The VRM project is still at an early stage, with a small group of committed folks exploring what it could mean and how it should work, as well as the most effective way to gain adoption.
So how does VRM manifest itself? Efforts seem to fall into one of two approach vectors; thin vertical markets (such as owning my search history, or selectively sharing my contact details) and the broader concept of a "Personal RFP" (stating your requirements for vendors to consider).
For our part of the unconference, Paul Downey and I explored the Personal RFP concept, using Getting Married as a case study. I'm going to cover this in a future blog post, but suffice to say for now I was relieved not to get booed out of the room...!
As for gaining adoption, the project team isn't in a huge hurry. It's more important that the right people get involved now, at the foundation stage, than for the wrong people to get involved for the wrong reasons.

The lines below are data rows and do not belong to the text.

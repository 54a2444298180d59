use thiserror::Error;

#[derive(Error, Debug)]
pub enum BridgeError {
    #[error("Host error: {0}")]
    Host(String),
    #[error("Host operation '{0}' is not supported")]
    OperationNotSupported(String),
    #[error("Sync endpoint error: {0}")]
    Endpoint(#[from] reqwest::Error),
    #[error("Invalid command payload: {0}")]
    InvalidPayload(String),
}

impl BridgeError {
    pub fn host(message: impl Into<String>) -> Self {
        BridgeError::Host(message.into())
    }

    pub fn operation_not_supported(operation: &str) -> Self {
        BridgeError::OperationNotSupported(operation.to_string())
    }
}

It means that proper consideration can be given to the hallmarks and mechanisms of VRM, being explored using case studies such as the Personal Address Manager.

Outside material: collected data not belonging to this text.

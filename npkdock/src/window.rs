//! Seams between the docking controller and the desktop shell.
//!
//! The shell owns the real OS window and screen topology; the controller
//! only ever touches them through these traits, which keeps the state
//! machine testable without a display server.

use crate::DockSide;
use crate::geometry::{Point, Rect};

/// The sidebar window, as the controller sees it.
pub trait DockWindow {
    fn bounds(&self) -> Rect;
    fn set_bounds(&mut self, bounds: Rect);
    fn show(&mut self);
    fn hide(&mut self);
    /// Toggle whether the window receives mouse events. Disabled while the
    /// sidebar slides out so a vanishing window cannot swallow clicks.
    fn set_mouse_interaction(&mut self, enabled: bool);
    /// True once the window has been closed; every controller path checks
    /// this before acting.
    fn is_destroyed(&self) -> bool;
}

/// Screen topology around the sidebar.
pub trait MonitorLayout {
    /// Work area of the monitor the given bounds sit on.
    fn work_area_for(&self, bounds: &Rect) -> Rect;
    /// True if another monitor continues past the given edge of this work
    /// area.
    fn has_adjacent_monitor(&self, work_area: &Rect, side: DockSide) -> bool;
    /// Absolute cursor position.
    fn cursor_position(&self) -> Point;
}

But there is a fascinating and powerful idea being mooted within the project team; the notion of a "relbutton". It's an icon that can indicate your willingness to engage with a vendor on your terms, or vice versa. The icon in it's main state is shown on the left, Doc Searl's slide deck introducing the subject can be seen here (see slide 11), and the concept is outlined on the VRM wiki. I think it's a great way to communicate your allegiance to the VRM cause, and I liken it to those rubber wrist bands that charities often sell.
As for the EIC conference proper, well, where do I start? It was a jarring experience moving from enlightening VRM to the cludge that is corporate identity management. Ariel Gordon of France Telecom tried to sell a "user centric approach" that was tantamount to keeping customers on a slightly longer leash. And Dave Kearns implied that, if we treat everyone like criminals, then we improve our chances of catching someone acting like one. Bear in mind that these were keynote speakers, and there was no opportunity to challenge these points of view in Q&A afterwards.
It just goes to show what a shot in the arm VRM is. I'm really excited to get involved at this relatively early stage, and keen to attend some of the London sessions which are coming up.